----- Dataset records -----

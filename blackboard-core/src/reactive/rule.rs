//! Node Rules
//!
//! Derived nodes delegate their recompute step to a rule object. The engine
//! owns ordering, change detection and propagation; a rule only maps the
//! current state of the node's parents to a result.
//!
//! Rules must not fail. A rule that cannot produce a value returns `None`,
//! which the engine treats as "no change" for this pass.

use std::fmt::Debug;

use crate::types::Value;

/// The state of one parent as seen by a rule, in parent order.
#[derive(Debug, Clone, Copy)]
pub struct Arg<'a> {
    /// The parent's value. Always `None` for triggers, and for value nodes
    /// that have not been given a value yet.
    pub value: Option<&'a Value>,

    /// Whether the parent changed (value node) or fired (trigger) in the
    /// current pass.
    pub fired: bool,

    /// Whether the parent is a trigger.
    pub is_trigger: bool,
}

impl<'a> Arg<'a> {
    /// A value parent that has no value yet. Formulas skip evaluation while
    /// any of their parents is missing.
    pub fn is_missing(&self) -> bool {
        !self.is_trigger && self.value.is_none()
    }
}

/// Computes the value of a formula node.
pub trait ValueRule: Send + Sync + Debug {
    /// Name used in logs and node descriptions.
    fn name(&self) -> &str;

    /// Compute the node's value from its parents.
    ///
    /// `current` is the value the node holds now, for rules that accumulate.
    /// Only called when no value parent is missing.
    fn compute(&self, args: &[Arg<'_>], current: Option<&Value>) -> Option<Value>;
}

/// Decides whether a trigger node fires.
pub trait TriggerRule: Send + Sync + Debug {
    /// Name used in logs and node descriptions.
    fn name(&self) -> &str;

    fn fires(&self, args: &[Arg<'_>]) -> bool;
}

-----

## Description of the task:
Within the data above, filter for lines containing the word "current" and copy each one.

## Finished task:
//! current state of the node's parents to a result.
    /// current pass.
    /// `current` is the value the node holds now, for rules that accumulate.
    fn compute(&self, args: &[Arg<'_>], current: Option<&Value>) -> Option<Value>;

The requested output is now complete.